Lorsque le moment de me rendre chez Marie arriva, dans l' escalier un ouragan sonore avait remplacé le silence nocturne. La porte d' entrée de l' appartement d' en face était ouverte et son occupante était appuyée contre la rambarde des escaliers, penchée et lorgnant discrètement vers l' étage du dessous. Alors qu' elle semblait hypnotisée par ce qui se déroulait sous ses pieds, elle ne vit pas son persan prendre la fuite en toute discrétion, longeant le mur derrière elle en la contournant avant de poser sa patte avant droite sur la première marche menant à l' étage du dessous. Je n' avais personnellement pas envie de la voir ni plus encore le désir de lui adresser la parole mais ma curiosité mise à mal fut la plus forte et j' ouvrais alors la porte d' entrée pour m' engouffrer dans le couloir. Ce qui devait être en train de se dérouler en bas semblait fort intéressant puisqu' aussi bavarde qu' elle l' était habituellement, la voisine ne détourna pas un instant son regard vers moi et j' en profitais alors pour me précipiter vers l' escalier dont je descendis les marches quatre à quatre. Sur le pallier de Marie, des hommes en civil discutaient entre eux.J' arrivais à peine à distinguer les propos qu' ils échangeaient tant le brouhaha était dense. Quelques mots s' échappaient parfois et me piquaient au vif comme une aiguille : Sang, couple, morts......MORTS !!!
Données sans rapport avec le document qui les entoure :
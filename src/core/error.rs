//! Error types for the logging facade
//!
//! Errors here describe why one delivery attempt failed. The dispatcher
//! contains them: a log call never surfaces an error to its caller, with the
//! single documented exception of the SDK's native user-event call.

pub type Result<T> = std::result::Result<T, LoggerError>;

#[derive(Debug, thiserror::Error)]
pub enum LoggerError {
    /// IO error during a delivery attempt
    #[error("IO error: {0}")]
    Io(#[from] std::io::Error),

    /// JSON serialization error
    #[error("JSON error: {0}")]
    Json(#[from] serde_json::Error),

    /// Remote endpoint could not be used
    #[error("Unusable endpoint '{url}': {reason}")]
    Endpoint { url: String, reason: String },

    /// A destination's sink rejected the payload
    #[error("Sink error ({destination}): {message}")]
    Sink {
        destination: String,
        message: String,
    },

    /// Crash/analytics SDK call failed
    #[error("Crash SDK error: {0}")]
    Sdk(String),
}

impl LoggerError {
    /// Create an endpoint error
    pub fn endpoint(url: impl Into<String>, reason: impl Into<String>) -> Self {
        LoggerError::Endpoint {
            url: url.into(),
            reason: reason.into(),
        }
    }

    /// Create a sink error
    pub fn sink(destination: impl Into<String>, message: impl Into<String>) -> Self {
        LoggerError::Sink {
            destination: destination.into(),
            message: message.into(),
        }
    }

    /// Create a crash SDK error
    pub fn sdk(message: impl Into<String>) -> Self {
        LoggerError::Sdk(message.into())
    }
}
Je me surprenais à espérer que le mot devait se comprendre au singulier. Il était pour moi impossible d' imaginer qu' il s' agissait de Marie et...De l' autre. Un flic en uniforme se tenait penché par dessus la rambarde de l' escalier.Il devait avoir rencontré un fantôme pour afficher un visage aussi blême. Un autre lança un regard intéressé dans ma direction avant de retourner à ses préoccupations. Je l 'entendis prononcer des phrases qui me déconcertèrent. Je compris par exemple que Marie s' appelait parfois.....Marlène ! Qu 'elle ne travaillait pas dans la publicité mais qu' en réalité elle usait de ses charmes, les mêmes que ceux qui avaient attiré le désir du type d' en face, pour une poignée d' euros. J' étais sous le coup de l' émotion. Comment avait-elle pu me tromper? Cette histoire sentait décidément le roussi. Je préférais retourner dans mon appartement afin de digérer ce que je venais d' apprendre. Ça n' était pour moi pas le moment d' afficher une mine défaite quand la police est si suspicieuse lorsqu' il s' agit d' affaires criminelles.

De retour dans l' appartement, j' ouvrais le robinet d' eau froide de la salle de bain et offrais au miroir l' image d' un homme désabusé et fatigué.J' avais, l' espace d' un instant, pris plusieurs années et mon visage creusé de rides semblait s' effondrer sur lui-même avant qu' une larme ne vienne s' écraser sur la commissure de mes lèvres...

A suivre...

L.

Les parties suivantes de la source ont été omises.